Burroughs has often been hailed as a celebrator of drug indulgence and sexual excess, but his best works, among which Naked Lunch is preeminent, provide a far deeper and more complex account of Western culture.[5] More important than this argument, however, is the tremendous energy and vividness that Burroughs brings to his scenes of violence and mayhem. He presents us with a cast of characters who are constantly tearing at the walls of the prisons their lives have become; they see something of the truth of "the system" but are too paralyzed by dependence to escape.[5]

Title Origin

The title of the book is a somewhat contentious issue. According to Burroughs' introduction, Jack Kerouac was responsible for naming the book, and that "the title means exactly what the words say: naked lunch, a frozen moment when everyone sees what is on the end of every fork."[13] Kerouac appreciated the accreditation, as he stated in a 1960 letter to Ginsberg, but pointed out that the phrase had been misread. Originally it had been "Naked Lust". And so from the misread "Naked Lust" we came to "Naked Lunch", which the publisher of the book and many of fans over the years have all mistaken for The Naked Lunch.[13]

Obscenity Trials and Legal Challenges

The book was brought to trial on obscenity charges after a Boston bookseller was arrested for selling copies of it.[11] Its obscenity trial in Boston was the last significant obscenity trial in American literature. Upon its publication in the United States it was banned in both Boston and Los Angeles.[13]

The case was handled by the Massachusetts Supreme Court, but the hearing was delayed until after the decision of the U.S. Supreme Court in Memoirs v.
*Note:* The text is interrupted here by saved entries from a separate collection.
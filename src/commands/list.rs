use crate::commands::Out;
use crate::error::{ErrorType, IntoResult, Res};
use crate::{Config, Mode, OfflineQueue, QueuedRecord, Result};
use anyhow::Context;

/// Returns the records waiting to be sent, oldest first. Each one is also written to stdout as a
/// line of JSON.
pub async fn list(config: Config, mode: Mode) -> Result<Out<Vec<QueuedRecord>>> {
    let queue = OfflineQueue::open(&config, mode).await?;
    let pending = queue.pending().await?;
    queue.close().await;
    for line in json_lines(&pending).pub_result(ErrorType::Internal)? {
        println!("{line}");
    }
    Ok(Out::new(
        format!("{} record(s) waiting to be sent", pending.len()),
        pending,
    ))
}

fn json_lines(pending: &[QueuedRecord]) -> Res<Vec<String>> {
    pending
        .iter()
        .map(|queued| {
            serde_json::to_string(queued)
                .with_context(|| format!("Unable to serialize record {}", queued.id))
        })
        .collect()
}
//! Command handlers for the budgetq CLI.
//!
//! This module contains implementations for all CLI subcommands.

mod clear;
mod drain;
mod init;
mod list;
mod save;
mod watch;

use serde::Serialize;
use std::fmt::Debug;
use tracing::{debug, info};

pub use clear::clear;
pub use drain::drain;
pub use init::init;
pub use list::list;
pub use save::save;
pub use watch::watch;

/// The output type for a command. The message is what the user sees, the structure is what a
/// caller can inspect programmatically.
#[derive(Debug, Clone, Serialize)]
pub struct Out<T>
where
    T: Serialize + Clone + Debug,
{
    /// A message that can be printed to the user regarding the outcome of the command execution.
    message: String,

    /// Any structured data that needs to be output from the call.
    structure: Option<T>,
}

impl<T, S> From<S> for Out<T>
where
    T: Debug + Clone + Serialize,
    S: Into<String>,
{
    fn from(value: S) -> Self {
        Out::new_message(value)
    }
}

impl<T> Out<T>
where
    T: Serialize + Clone + Debug,
{
    /// Create a new `Out` object that has `Some(structure)`.
    pub fn new<S>(message: S, structure: T) -> Self
    where
        S: Into<String>,
    {
        Self {
            message: message.into(),
            structure: Some(structure),
        }
    }

    /// Create a new `Out` object that has `None` for `structure`.
    pub fn new_message<S>(message: S) -> Self
    where
        S: Into<String>,
    {
        Self {
            message: message.into(),
            structure: None,
        }
    }

    pub fn message(&self) -> &str {
        &self.message
    }

    pub fn structure(&self) -> Option<&T> {
        self.structure.as_ref()
    }

    /// Print the message to `info!` and the structured data (if it exists) as JSON to `debug!`.
    pub fn print(&self) {
        info!("{}", self.message);
        if let Some(structure) = self.structure() {
            if let Ok(json) = serde_json::to_string_pretty(structure) {
                debug!("Command output:\n\n{json}\n\n");
            }
        }
    }
}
Massachussets in March 1966, which confirmed that a "book cannot be held to be obscene in view of substantial evidence showing that it has literary, historical, and social importance"[11] Following this decision, the Massachusetts Supreme Court cleared Naked Lunch of obscenity charges[11] in July 1966.

Ginsberg – who helped Burroughs write Naked Lunch – was instrumental in orchestrating its success over the obscenity charges brought in a Boston courtroom.[13] Norman Mailer and Allen Ginsberg explained to the judge the necessity of the writing and that even though it contained "pornographic" material it was used in a fashion resembling art and had merit in our society.[14]
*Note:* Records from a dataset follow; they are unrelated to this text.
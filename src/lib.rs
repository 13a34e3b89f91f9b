mod api;
mod archive;
pub mod args;
pub mod commands;
mod config;
mod connectivity;
mod db;
mod error;
mod queue;
mod record;
mod utils;
mod watch;


pub use api::Mode;
pub use config::Config;
pub use connectivity::{OnlineTracker, Trigger};
pub use error::{Error, ErrorType, Result};
pub use queue::{DrainOutcome, OfflineQueue, CONFIRMATION};
pub use record::{QueuedRecord, Record};
pub use watch::{WatchOptions, WatchSummary};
Banned in Boston in 1962, the three-and-a-half-year trial of Naked Lunch is considered the last example of censorship against a work of literature by the state government, Post Office, and Customs Service[16] The release of the Grove Press edition of Naked Lunch in 1966 after two obscenity trials marked the end of complete literary censorship in the US and was a crucial step towards the canonization of underground authors.[15]
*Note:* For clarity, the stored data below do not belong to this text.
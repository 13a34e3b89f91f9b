use crate::commands::Out;
use crate::{Config, DrainOutcome, Mode, OfflineQueue, Result};

/// Sends everything that is queued in one request.
///
/// # Errors
/// - `ErrorType::Upload` if the request fails or the server rejects the batch. The queue is left
///   as it was.
/// - `ErrorType::Store` if the store cannot be read or the sent records cannot be removed.
pub async fn drain(config: Config, mode: Mode) -> Result<Out<DrainOutcome>> {
    let mut queue = OfflineQueue::open(&config, mode).await?;
    let result = queue.try_drain().await;
    queue.close().await;
    let outcome = result?;
    let message = match &outcome {
        DrainOutcome::Empty => "Nothing to send".to_string(),
        other => other.notice().unwrap_or_default().to_string(),
    };
    Ok(Out::new(message, outcome))
}
//! These structs provide the CLI interface for the budgetq CLI.

use clap::{Parser, Subcommand};
use std::convert::Infallible;
use std::fmt::{Display, Formatter};
use std::ops::Deref;
use std::path::{Path, PathBuf};
use std::str::FromStr;
use tracing::error;
use tracing_subscriber::filter::LevelFilter;

/// budgetq: keep budget entries safe while offline and send them when the network returns.
///
/// Entries are saved to a local store with `budgetq save`. `budgetq drain` sends everything that is
/// queued to your budget API in a single request and removes it from the store once the server
/// accepts it. `budgetq watch` does this automatically whenever the API becomes reachable.
#[derive(Debug, Parser, Clone)]
pub struct Args {
    #[clap(flatten)]
    common: Common,

    #[command(subcommand)]
    command: Command,
}

impl Args {
    pub fn new(common: Common, command: Command) -> Self {
        Self { common, command }
    }

    pub fn common(&self) -> &Common {
        &self.common
    }

    pub fn command(&self) -> &Command {
        &self.command
    }
}

#[derive(Subcommand, Debug, Clone)]
pub enum Command {
    /// Create the home directory, its config file and the local store.
    ///
    /// Run this once before anything else. You need the base URL of your budget API, e.g.
    /// https://budget.example.com. Records are posted to `/api/transaction/bulk` under it unless
    /// you pass a different --endpoint.
    Init(InitArgs),
    /// Save one record to the local queue.
    Save(SaveArgs),
    /// Show the records that are waiting to be sent.
    List,
    /// Send every queued record to the API in one request.
    Drain,
    /// Keep running and send the queue whenever the API becomes reachable.
    Watch(WatchArgs),
    /// Throw away every queued record without sending it.
    Clear,
}

/// Arguments common to all subcommands.
#[derive(Debug, Parser, Clone)]
pub struct Common {
    /// The logging verbosity. One of, from least to most verbose:
    /// off, error, warn, info, debug, trace
    ///
    /// This can be overridden by RUST_LOG.
    #[arg(long, default_value_t = LevelFilter::INFO)]
    log_level: LevelFilter,

    /// The directory where the config and the local store are kept. Defaults to ~/budget-queue
    #[arg(long, env = "BUDGET_QUEUE_HOME", default_value_t = default_home())]
    home: DisplayPath,
}

impl Common {
    pub fn new(log_level: LevelFilter, home: PathBuf) -> Self {
        Self {
            log_level,
            home: home.into(),
        }
    }

    pub fn log_level(&self) -> LevelFilter {
        self.log_level
    }

    pub fn home(&self) -> &DisplayPath {
        &self.home
    }
}

/// (Not shown): Args for the `budgetq init` command.
#[derive(Debug, Parser, Clone)]
pub struct InitArgs {
    /// The base URL of your budget API, e.g. https://budget.example.com
    #[arg(long)]
    origin: String,

    /// The path, relative to the origin, that queued records are posted to.
    #[arg(long)]
    endpoint: Option<String>,
}

impl InitArgs {
    pub fn new(origin: impl Into<String>, endpoint: Option<String>) -> Self {
        Self {
            origin: origin.into(),
            endpoint,
        }
    }

    pub fn origin(&self) -> &str {
        &self.origin
    }

    pub fn endpoint(&self) -> Option<&str> {
        self.endpoint.as_deref()
    }
}

/// (Not shown): Args for the `budgetq save` command.
#[derive(Debug, Parser, Clone)]
pub struct SaveArgs {
    /// The record as a JSON object, e.g. '{"name": "coffee", "value": -4.5}'
    #[arg(long, conflicts_with = "file")]
    json: Option<String>,

    /// Read the record from this file. When neither --json nor --file is given the record is read
    /// from stdin.
    #[arg(long)]
    file: Option<PathBuf>,
}

/// Where the record for `budgetq save` comes from.
#[derive(Debug, Clone, PartialEq, Eq)]
pub enum RecordSource {
    Inline(String),
    File(PathBuf),
    Stdin,
}

impl SaveArgs {
    pub fn new(source: RecordSource) -> Self {
        match source {
            RecordSource::Inline(json) => Self {
                json: Some(json),
                file: None,
            },
            RecordSource::File(file) => Self {
                json: None,
                file: Some(file),
            },
            RecordSource::Stdin => Self {
                json: None,
                file: None,
            },
        }
    }

    pub fn source(&self) -> RecordSource {
        match (&self.json, &self.file) {
            (Some(json), _) => RecordSource::Inline(json.clone()),
            (None, Some(file)) => RecordSource::File(file.clone()),
            (None, None) => RecordSource::Stdin,
        }
    }
}

/// (Not shown): Args for the `budgetq watch` command.
#[derive(Debug, Parser, Clone, Default)]
pub struct WatchArgs {
    /// Seconds between connectivity checks. Defaults to `probe_interval_secs` from the config.
    #[arg(long)]
    interval: Option<u64>,

    /// Stop after this many connectivity checks instead of running until interrupted.
    #[arg(long)]
    polls: Option<usize>,
}

impl WatchArgs {
    pub fn new(interval: Option<u64>, polls: Option<usize>) -> Self {
        Self { interval, polls }
    }

    pub fn interval(&self) -> Option<u64> {
        self.interval
    }

    pub fn polls(&self) -> Option<usize> {
        self.polls
    }
}

fn default_home() -> DisplayPath {
    DisplayPath(match dirs::home_dir() {
        Some(home) => home.join("budget-queue"),
        None => {
            error!(
                "There was an error when trying to get your home directory. You can get around \
                this by providing --home or BUDGET_QUEUE_HOME instead of relying on the default \
                home directory.",
            );
            PathBuf::from("budget-queue")
        }
    })
}

#[derive(Debug, Default, Clone, Eq, PartialEq, Ord, PartialOrd, Hash)]
pub struct DisplayPath(PathBuf);

impl From<PathBuf> for DisplayPath {
    fn from(value: PathBuf) -> Self {
        DisplayPath(value)
    }
}

impl Deref for DisplayPath {
    type Target = Path;

    fn deref(&self) -> &Self::Target {
        &self.0
    }
}

impl AsRef<Path> for DisplayPath {
    fn as_ref(&self) -> &Path {
        &self.0
    }
}

impl Display for DisplayPath {
    fn fmt(&self, f: &mut Formatter<'_>) -> std::fmt::Result {
        write!(f, "{}", self.0.to_string_lossy())
    }
}

impl FromStr for DisplayPath {
    type Err = Infallible;

    fn from_str(s: &str) -> Result<Self, Self::Err> {
        Ok(Self(PathBuf::from(s)))
    }
}

impl DisplayPath {
    pub fn path(&self) -> &Path {
        &self.0
    }
}

#[cfg(test)]
mod tests {
    use super::*;

    fn parse(argv: &[&str]) -> Args {
        Args::try_parse_from(argv).unwrap()
    }

    #[test]
    fn test_parse_init() {
        let args = parse(&[
            "budgetq",
            "--home",
            "/tmp/bq",
            "init",
            "--origin",
            "http://localhost:3001",
        ]);
        assert_eq!(args.common().home().path(), Path::new("/tmp/bq"));
        match args.command() {
            Command::Init(init) => {
                assert_eq!(init.origin(), "http://localhost:3001");
                assert_eq!(init.endpoint(), None);
            }
            other => panic!("unexpected command {other:?}"),
        }
    }

    #[test]
    fn test_parse_save_sources() {
        let args = parse(&["budgetq", "save", "--json", r#"{"amount": 5}"#]);
        match args.command() {
            Command::Save(save) => {
                assert_eq!(save.source(), RecordSource::Inline(r#"{"amount": 5}"#.into()))
            }
            other => panic!("unexpected command {other:?}"),
        }

        let args = parse(&["budgetq", "save"]);
        match args.command() {
            Command::Save(save) => assert_eq!(save.source(), RecordSource::Stdin),
            other => panic!("unexpected command {other:?}"),
        }

        assert!(Args::try_parse_from(["budgetq", "save", "--json", "{}", "--file", "x"]).is_err());
    }

    #[test]
    fn test_parse_watch_and_log_level() {
        let args = parse(&["budgetq", "--log-level", "debug", "watch", "--polls", "3"]);
        assert_eq!(args.common().log_level(), LevelFilter::DEBUG);
        match args.command() {
            Command::Watch(watch) => {
                assert_eq!(watch.polls(), Some(3));
                assert_eq!(watch.interval(), None);
            }
            other => panic!("unexpected command {other:?}"),
        }
    }

    #[test]
    fn test_save_args_round_trip_source() {
        let source = RecordSource::File(PathBuf::from("entry.json"));
        assert_eq!(SaveArgs::new(source.clone()).source(), source);
    }
}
Critical Reception and Cultural Impact

Jack Kerouac called Burroughs the "greatest satirical writer since Jonathan Swift", a reputation he owes to his "lifelong subversion" of the moral, political and economic systems of modern American society, articulated in often darkly humorous sardonicism.[1] J. G. Ballard considered Burroughs to be "the most important writer to emerge since the Second World War", while Norman Mailer declared him "the only American writer who may be conceivably possessed by genius".[1]

By making it necessary to argue on behalf of the text's form, the obscenity trials helped in framing Burroughs's arguably "formless" text as both a coherent work and a work of high literary merit.[15] The novel's experimental approach and controversial content established it as a cornerstone of Beat Generation literature and a significant influence on postmodern fiction.